In my game, I am going to have 20 people in a server, some probably mobile users. Would it be too costly to use magnitude for a sword (each player having one)?
Assuming you’d want to use magnitude to determine whether or not to deal damage to a player, what you could do is run your magnitude checks client-sided, then fire a remote to the server, and have the server verify once using a magnitude check that the target player is within that distance, and if so, deal damage.
With minimal context, I can’t really see why you would want to use magnitude.
What else could I use? I have heard touched event being to laggy if too many events fire at once and raycasting is really slow.
I’ve never had any trouble using a touched event for a tool. If your tool isn’t very complex, and you’re only using a single .Touched connection, I don’t think you’d run into much trouble performance-wise at all.
Raycasting is not slow. It can be costly if used carelessly. However, ROBLOX can support a lot of raycasts before causing insane lag. It just depends on how you optimize it.

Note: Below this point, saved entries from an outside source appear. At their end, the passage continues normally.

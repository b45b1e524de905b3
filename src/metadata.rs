//! Request metadata and configuration types.

use http::{HeaderMap, HeaderName, HeaderValue, Method};

/// Metadata for an individual HTTP request.
///
/// The query string is kept exactly as given and sent without re-encoding,
/// so values like `limit=0,5` reach the server byte for byte.
#[derive(Debug, Clone)]
pub struct RequestMetadata {
    /// The HTTP method.
    pub method: Method,

    /// The request path (relative to the base URL).
    pub path: String,

    /// Raw query string, without the leading `?`.
    pub query: Option<String>,

    /// Additional headers for this request.
    pub headers: HeaderMap,
}

impl RequestMetadata {
    /// Creates a new `RequestMetadata` from a method and a path that may
    /// carry a query string.
    ///
    /// # Examples
    ///
    /// ```
    /// use demo_api_client::metadata::RequestMetadata;
    /// use http::Method;
    ///
    /// let request = RequestMetadata::new(Method::GET, "/api/v2/items?limit=0,10");
    /// assert_eq!(request.path, "/api/v2/items");
    /// assert_eq!(request.query.as_deref(), Some("limit=0,10"));
    /// ```
    pub fn new(method: Method, path_and_query: impl AsRef<str>) -> Self {
        let (path, query) = match path_and_query.as_ref().split_once('?') {
            Some((path, query)) => (path.to_string(), Some(query.to_string())),
            None => (path_and_query.as_ref().to_string(), None),
        };
        Self {
            method,
            path,
            query,
            headers: HeaderMap::new(),
        }
    }

    /// Adds a header to the request.
    ///
    /// # Errors
    ///
    /// Returns an error if the header name or value is invalid.
    pub fn with_header(
        mut self,
        name: impl AsRef<str>,
        value: impl AsRef<str>,
    ) -> Result<Self, crate::Error> {
        let name = HeaderName::try_from(name.as_ref())
            .map_err(|e| crate::Error::ConfigurationError(format!("Invalid header name: {}", e)))?;
        let value = HeaderValue::try_from(value.as_ref())
            .map_err(|e| crate::Error::ConfigurationError(format!("Invalid header value: {}", e)))?;
        self.headers.insert(name, value);
        Ok(self)
    }

    /// Adds a header known at compile time.
    pub fn with_static_header(mut self, name: HeaderName, value: &'static str) -> Self {
        self.headers.insert(name, HeaderValue::from_static(value));
        self
    }
}

impl Default for RequestMetadata {
    fn default() -> Self {
        Self::new(Method::GET, "")
    }
}

#[cfg(test)]
mod tests {
    use super::*;

    #[test]
    fn test_path_without_query() {
        let request = RequestMetadata::new(Method::GET, "/api/v1/users");
        assert_eq!(request.path, "/api/v1/users");
        assert!(request.query.is_none());
    }

    #[test]
    fn test_invalid_header_is_a_configuration_error() {
        let result = RequestMetadata::default().with_header("bad header", "x");
        assert!(matches!(result, Err(crate::Error::ConfigurationError(_))));

        let request = RequestMetadata::default()
            .with_header("x-trace", "abc")
            .unwrap();
        assert_eq!(request.headers.get("x-trace").unwrap(), "abc");
    }
}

I’d recommend using a Region3 check. It creates a invisible bounding box within a certain region and acts like a raycast. You can whitelist objects to check against if you know what you’re looking for, which saves performance. It returns a table of all objects within a certain range.

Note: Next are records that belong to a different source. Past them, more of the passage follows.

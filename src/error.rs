//! Error types for API calls.
//!
//! Errors fall into two families that callers usually handle differently:
//! transport errors (the request never produced a successful response) and
//! decode errors (a 2xx body did not match the expected DTO shape). Both keep
//! the raw response when there is one. The client never retries or recovers;
//! the first failure is returned as is.

use crate::decode::{DecodeError, DecodeStrategy};
use http::{HeaderMap, StatusCode};

/// The main error type for API calls.
///
/// # Examples
///
/// ```no_run
/// use demo_api_client::{Client, Error};
///
/// # async fn example() -> Result<(), Error> {
/// let client = Client::builder()
///     .base_url("https://api.example.com")?
///     .build()?;
///
/// match client.get_users_v3().await {
///     Ok(users) => println!("{} users", users.len()),
///     Err(Error::DeserializationFailed { raw_response, source, .. }) => {
///         eprintln!("Bad payload: {}", raw_response);
///         eprintln!("Reason: {}", source);
///     }
///     Err(Error::HttpError { status, raw_response, .. }) => {
///         eprintln!("HTTP error {}: {}", status, raw_response);
///     }
///     Err(e) => eprintln!("Other error: {}", e),
/// }
/// # Ok(())
/// # }
/// ```
#[derive(thiserror::Error, Debug)]
pub enum Error {
    /// A network-level error occurred (connection failed, DNS lookup failed, etc.).
    #[error("Network error: {0}")]
    Network(#[source] reqwest::Error),

    /// The request exceeded the timeout configured on the client.
    #[error("Request timed out: {0}")]
    Timeout(#[source] reqwest::Error),

    /// The server returned a non-2xx HTTP status code.
    #[error("HTTP error {status}: {raw_response}")]
    HttpError {
        /// The HTTP status code
        status: StatusCode,
        /// The raw response body
        raw_response: String,
        /// The response headers
        headers: HeaderMap,
    },

    /// A successful response body could not be decoded into DTOs.
    #[error("Failed to decode response (status {status}, {strategy} decoding): {source}")]
    DeserializationFailed {
        /// The raw response body, lossily converted to UTF-8
        raw_response: String,
        /// The strategy that was applied
        strategy: DecodeStrategy,
        /// The HTTP status code
        status: StatusCode,
        /// What the decoder rejected
        source: DecodeError,
    },

    /// Invalid configuration was provided, such as a missing base URL, a bad
    /// header, or an unknown resource version.
    #[error("Configuration error: {0}")]
    ConfigurationError(String),

    /// An invalid URL was provided.
    #[error("Invalid URL: {0}")]
    InvalidUrl(#[from] url::ParseError),
}

impl From<reqwest::Error> for Error {
    fn from(err: reqwest::Error) -> Self {
        if err.is_timeout() {
            Error::Timeout(err)
        } else {
            Error::Network(err)
        }
    }
}

impl Error {
    /// Returns `true` for failures of the HTTP exchange itself: network
    /// errors, timeouts and non-2xx statuses.
    ///
    /// # Examples
    ///
    /// ```
    /// use demo_api_client::Error;
    /// use http::StatusCode;
    ///
    /// let err = Error::HttpError {
    ///     status: StatusCode::INTERNAL_SERVER_ERROR,
    ///     raw_response: "Server error".to_string(),
    ///     headers: http::HeaderMap::new(),
    /// };
    ///
    /// assert!(err.is_transport());
    /// assert!(!err.is_decode());
    /// ```
    pub fn is_transport(&self) -> bool {
        matches!(
            self,
            Error::Network(_) | Error::Timeout(_) | Error::HttpError { .. }
        )
    }

    /// Returns `true` if a successful response could not be decoded.
    pub fn is_decode(&self) -> bool {
        matches!(self, Error::DeserializationFailed { .. })
    }

    /// Returns the HTTP status code if this error has one.
    pub fn status(&self) -> Option<StatusCode> {
        match self {
            Error::HttpError { status, .. } => Some(*status),
            Error::DeserializationFailed { status, .. } => Some(*status),
            _ => None,
        }
    }

    /// Returns the raw response body if this error has one.
    pub fn raw_response(&self) -> Option<&str> {
        match self {
            Error::HttpError { raw_response, .. } => Some(raw_response),
            Error::DeserializationFailed { raw_response, .. } => Some(raw_response),
            _ => None,
        }
    }
}

/// A specialized `Result` type for API calls.
pub type Result<T> = std::result::Result<T, Error>;

#[cfg(test)]
mod tests {
    use super::*;

    fn decode_error() -> Error {
        let source = serde_json::from_str::<u32>("x").unwrap_err();
        Error::DeserializationFailed {
            raw_response: "x".to_string(),
            strategy: DecodeStrategy::Plain,
            status: StatusCode::OK,
            source: DecodeError::Json(source),
        }
    }

    #[test]
    fn test_classification() {
        let err = decode_error();
        assert!(err.is_decode());
        assert!(!err.is_transport());
        assert_eq!(err.status(), Some(StatusCode::OK));
        assert_eq!(err.raw_response(), Some("x"));

        let err = Error::ConfigurationError("missing".to_string());
        assert!(!err.is_decode());
        assert!(!err.is_transport());
        assert_eq!(err.status(), None);
    }

    #[test]
    fn test_decode_error_display_names_strategy() {
        let message = decode_error().to_string();
        assert!(message.starts_with("Failed to decode response (status 200 OK, plain decoding)"));
    }

    #[test]
    fn test_source_chain() {
        use std::error::Error as _;
        assert!(decode_error().source().is_some());
    }
}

Have the client execute the Region3 check, then have the server verify with a sanity check. (Distance from player to the hit object)

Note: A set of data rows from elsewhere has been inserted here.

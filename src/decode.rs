//! Decode strategies for turning a response body into a sequence of DTOs.
//!
//! Every endpoint returns a list of records. What differs is how the list is
//! encoded and how much structure a record may carry, so the client picks one
//! [`DecodeStrategy`] per endpoint and hands it to [`decode_sequence`].

use crate::legacy::{self, LegacyError};
use serde::de::{self, DeserializeOwned, Deserializer, Visitor};
use serde_json::Value;
use std::fmt;

/// How a response body is turned into records.
#[derive(Debug, Clone, Copy, PartialEq, Eq, Hash)]
pub enum DecodeStrategy {
    /// JSON array of flat objects. A field the DTO declares that holds a
    /// collection of objects is rejected rather than silently dropped; fields
    /// the DTO does not declare are ignored.
    Plain,

    /// JSON array of objects that may embed collections of nested records.
    CollectionAware,

    /// Legacy `application/vnd.demo.dto` payload, read by [`crate::legacy`].
    Legacy,
}

impl DecodeStrategy {
    /// The `Accept` header value this strategy has to request, if any.
    pub fn accept(self) -> Option<&'static str> {
        match self {
            DecodeStrategy::Legacy => Some(legacy::MEDIA_TYPE),
            DecodeStrategy::Plain | DecodeStrategy::CollectionAware => None,
        }
    }

    pub fn as_str(self) -> &'static str {
        match self {
            DecodeStrategy::Plain => "plain",
            DecodeStrategy::CollectionAware => "collection-aware",
            DecodeStrategy::Legacy => "legacy",
        }
    }
}

impl fmt::Display for DecodeStrategy {
    fn fmt(&self, f: &mut fmt::Formatter<'_>) -> fmt::Result {
        f.write_str(self.as_str())
    }
}

/// Why a body could not be decoded.
#[derive(thiserror::Error, Debug)]
pub enum DecodeError {
    /// The body is not valid JSON, or does not match the record schema.
    #[error("invalid JSON: {0}")]
    Json(#[from] serde_json::Error),

    /// The top-level value is not a list.
    #[error("expected a list of records, found {found}")]
    NotAList { found: &'static str },

    /// A record did not match the DTO schema.
    #[error("record {index}: {source}")]
    Record {
        index: usize,
        #[source]
        source: serde_json::Error,
    },

    /// The plain strategy met a field holding nested records.
    #[error("record {index}: field `{field}` holds nested records, which plain decoding does not support")]
    NestedCollection { index: usize, field: String },

    /// The legacy payload is malformed or uses an unsupported construct.
    #[error("legacy payload: {0}")]
    Legacy(#[from] LegacyError),
}

/// Decodes `body` into an ordered list of `T` using `strategy`.
///
/// # Examples
///
/// ```
/// use demo_api_client::decode::{decode_sequence, DecodeStrategy};
/// use demo_api_client::dto::UserV1;
///
/// let users: Vec<UserV1> = decode_sequence(
///     DecodeStrategy::Plain,
///     br#"[{"id": 1, "name": "Ada"}, {"id": 2, "name": "Linus"}]"#,
/// )
/// .unwrap();
///
/// assert_eq!(users.len(), 2);
/// assert_eq!(users[1].name, "Linus");
/// ```
pub fn decode_sequence<T>(strategy: DecodeStrategy, body: &[u8]) -> Result<Vec<T>, DecodeError>
where
    T: DeserializeOwned,
{
    match strategy {
        DecodeStrategy::Plain => decode_plain(body),
        DecodeStrategy::CollectionAware => Ok(serde_json::from_slice(body)?),
        DecodeStrategy::Legacy => decode_legacy(body),
    }
}

fn decode_plain<T: DeserializeOwned>(body: &[u8]) -> Result<Vec<T>, DecodeError> {
    let rows = match serde_json::from_slice::<Value>(body)? {
        Value::Array(rows) => rows,
        other => return Err(DecodeError::NotAList { found: json_kind(&other) }),
    };

    let declared = declared_fields::<T>();
    for (index, row) in rows.iter().enumerate() {
        if let Some(field) = nested_collection_field(row, declared) {
            return Err(DecodeError::NestedCollection {
                index,
                field: field.to_string(),
            });
        }
    }

    records_from(rows)
}

fn decode_legacy<T: DeserializeOwned>(body: &[u8]) -> Result<Vec<T>, DecodeError> {
    match legacy::parse(body)?.into_json() {
        Value::Array(rows) => records_from(rows),
        other => Err(DecodeError::NotAList { found: json_kind(&other) }),
    }
}

fn records_from<T: DeserializeOwned>(rows: Vec<Value>) -> Result<Vec<T>, DecodeError> {
    rows.into_iter()
        .enumerate()
        .map(|(index, row)| {
            serde_json::from_value(row).map_err(|source| DecodeError::Record { index, source })
        })
        .collect()
}

/// First field of `row` whose value is an array containing objects.
///
/// With `declared` set, only those fields count; anything else in the row is
/// ignored by the DTO anyway.
fn nested_collection_field<'a>(
    row: &'a Value,
    declared: Option<&[&str]>,
) -> Option<&'a str> {
    let Value::Object(fields) = row else {
        return None;
    };
    fields
        .iter()
        .filter(|(name, _)| declared.map_or(true, |declared| declared.contains(&name.as_str())))
        .find_map(|(name, value)| match value {
            Value::Array(items) if items.iter().any(Value::is_object) => Some(name.as_str()),
            _ => None,
        })
}

/// Wire names of the fields `T` reads, when `T` deserializes as a struct.
fn declared_fields<T: DeserializeOwned>() -> Option<&'static [&'static str]> {
    let mut fields = None;
    let _ = T::deserialize(FieldNames(&mut fields));
    fields
}

/// Deserializer that records the field list a struct asks for, then bails.
struct FieldNames<'a>(&'a mut Option<&'static [&'static str]>);

impl<'de> Deserializer<'de> for FieldNames<'_> {
    type Error = de::value::Error;

    fn deserialize_any<V: Visitor<'de>>(self, _visitor: V) -> Result<V::Value, Self::Error> {
        Err(de::Error::custom("not a struct"))
    }

    fn deserialize_struct<V: Visitor<'de>>(
        self,
        _name: &'static str,
        fields: &'static [&'static str],
        _visitor: V,
    ) -> Result<V::Value, Self::Error> {
        *self.0 = Some(fields);
        Err(de::Error::custom("field names captured"))
    }

    serde::forward_to_deserialize_any! {
        bool i8 i16 i32 i64 i128 u8 u16 u32 u64 u128 f32 f64 char str string
        bytes byte_buf option unit unit_struct newtype_struct seq tuple
        tuple_struct map enum identifier ignored_any
    }
}

fn json_kind(value: &Value) -> &'static str {
    match value {
        Value::Null => "null",
        Value::Bool(_) => "bool",
        Value::Number(_) => "number",
        Value::String(_) => "string",
        Value::Array(_) => "array",
        Value::Object(_) => "object",
    }
}

#[cfg(test)]
mod tests {
    use super::*;
    use crate::dto::{ItemV1, UserV1, UserV4};

    const USERS_V4: &str = r#"[{
        "id": 7,
        "firstName": "Grace",
        "lastName": "Hopper",
        "email": "grace@example.com",
        "createdAt": "2024-01-02T03:04:05Z",
        "addresses": [
            {"street": "1 Navy Way", "city": "Arlington", "postalCode": "22201", "country": "US"}
        ],
        "roles": [
            {"name": "admin", "grantedAt": "2024-02-01T00:00:00Z"},
            {"name": "editor", "grantedAt": "2024-03-01T00:00:00Z"}
        ]
    }]"#;

    #[test]
    fn test_plain_keeps_order() {
        let users: Vec<UserV1> = decode_sequence(
            DecodeStrategy::Plain,
            br#"[{"id":3,"name":"c"},{"id":1,"name":"a"},{"id":2,"name":"b"}]"#,
        )
        .unwrap();

        let ids: Vec<u64> = users.iter().map(|u| u.id).collect();
        assert_eq!(ids, vec![3, 1, 2]);
    }

    #[test]
    fn test_empty_list() {
        let users: Vec<UserV1> = decode_sequence(DecodeStrategy::Plain, b"[]").unwrap();
        assert!(users.is_empty());
    }

    #[test]
    fn test_collection_aware_rehydrates_nested_records() {
        let users: Vec<UserV4> =
            decode_sequence(DecodeStrategy::CollectionAware, USERS_V4.as_bytes()).unwrap();

        assert_eq!(users.len(), 1);
        assert_eq!(users[0].addresses.len(), 1);
        assert_eq!(users[0].addresses[0].postal_code, "22201");
        assert_eq!(users[0].roles[1].name, "editor");
    }

    #[test]
    fn test_plain_rejects_nested_records() {
        let err =
            decode_sequence::<UserV4>(DecodeStrategy::Plain, USERS_V4.as_bytes()).unwrap_err();

        match err {
            DecodeError::NestedCollection { index, field } => {
                assert_eq!(index, 0);
                assert_eq!(field, "addresses");
            }
            other => panic!("expected NestedCollection, got {:?}", other),
        }
    }

    #[test]
    fn test_plain_ignores_undeclared_nested_records() {
        let users: Vec<UserV1> = decode_sequence(
            DecodeStrategy::Plain,
            br#"[{"id":1,"name":"Ada","links":[{"rel":"self","href":"/users/1"}]}]"#,
        )
        .unwrap();

        assert_eq!(users.len(), 1);
        assert_eq!(users[0].name, "Ada");
    }

    #[test]
    fn test_declared_fields_use_wire_names() {
        assert_eq!(declared_fields::<UserV1>(), Some(&["id", "name"][..]));
        assert!(declared_fields::<UserV4>().unwrap().contains(&"createdAt"));
        assert_eq!(declared_fields::<Value>(), None);
    }

    #[test]
    fn test_plain_allows_scalar_lists() {
        #[derive(serde::Deserialize)]
        struct Tagged {
            tags: Vec<String>,
        }

        let rows: Vec<Tagged> =
            decode_sequence(DecodeStrategy::Plain, br#"[{"tags":["a","b"]}]"#).unwrap();
        assert_eq!(rows[0].tags, vec!["a", "b"]);
    }

    #[test]
    fn test_missing_field_is_an_error() {
        let err =
            decode_sequence::<UserV1>(DecodeStrategy::Plain, br#"[{"id":1,"name":"a"},{"id":2}]"#)
                .unwrap_err();
        match err {
            DecodeError::Record { index, source } => {
                assert_eq!(index, 1);
                assert!(source.to_string().contains("missing field `name`"));
            }
            other => panic!("expected Record error, got {:?}", other),
        }

        let err = decode_sequence::<UserV4>(DecodeStrategy::CollectionAware, br#"[{"id":2}]"#)
            .unwrap_err();
        assert!(matches!(err, DecodeError::Json(_)));
    }

    #[test]
    fn test_not_a_list() {
        let err = decode_sequence::<UserV1>(DecodeStrategy::Plain, br#"{"id":1,"name":"a"}"#)
            .unwrap_err();
        assert!(matches!(err, DecodeError::NotAList { found: "object" }));

        let err = decode_sequence::<ItemV1>(DecodeStrategy::Legacy, b"i:5;").unwrap_err();
        assert!(matches!(err, DecodeError::NotAList { found: "number" }));
    }

    #[test]
    fn test_malformed_json() {
        let err = decode_sequence::<UserV1>(DecodeStrategy::Plain, b"not json").unwrap_err();
        assert!(matches!(err, DecodeError::Json(_)));
    }

    #[test]
    fn test_legacy_items() {
        let payload = r#"a:1:{i:0;O:14:"Api\Dto\ItemV1":3:{s:2:"id";i:9;s:4:"name";s:4:"Pear";s:5:"price";i:3;}}"#;
        let items: Vec<ItemV1> =
            decode_sequence(DecodeStrategy::Legacy, payload.as_bytes()).unwrap();

        assert_eq!(items.len(), 1);
        assert_eq!(items[0].id, 9);
        assert_eq!(items[0].name, "Pear");
        assert_eq!(items[0].price, 3.0);
    }

    #[test]
    fn test_legacy_errors_surface() {
        let err = decode_sequence::<ItemV1>(DecodeStrategy::Legacy, b"a:1:{i:0;r:1;}").unwrap_err();
        assert!(matches!(err, DecodeError::Legacy(_)));
    }

    #[test]
    fn test_accept_header_only_for_legacy() {
        assert_eq!(DecodeStrategy::Legacy.accept(), Some("application/vnd.demo.dto"));
        assert_eq!(DecodeStrategy::Plain.accept(), None);
        assert_eq!(DecodeStrategy::CollectionAware.accept(), None);
    }
}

Magnitude checks would not be too costly but It will be inaccurate, if your making melee weapons your best option would be to raycast from a set of attachments on the sword, this module does that: Raycast Hitbox 4.01: For all your melee needs!. Btw the raycasting is not slow, it is only expensive when your casting long rays at a fast rate, however, raycasting a small ray every frame is very inexpensive.
So if I had a full server (20 people) on mobile (or a low-end device), and I had this module running on all their tools, would this run well?
Yes it will, for a game I’m working on with melee weapons on a server with 12 people it runs smoothly, and its the best solution for proper hit detection, and btw the computer i test the game on is trash because I want my game to run smoothly on all platforms.
A little confused on how it would be better to have the magnitude check on the client first, then have an event fired to have a “sanity” check on the server. I can’t wrap my head around it since wouldn’t that be more work than just checking it on the server in the first place? Not only could you avoid using the event, but you could also avoid checking it on the client. I must be understanding something wrong here. Maybe it has something to do with passing data or…? Please explain!
Nvm, was thinking about it last night and it totally makes sense. If you sent a table over, after doing a bulk amount of the work on the client, you could then only be checking to makes sure the client data isn’t false.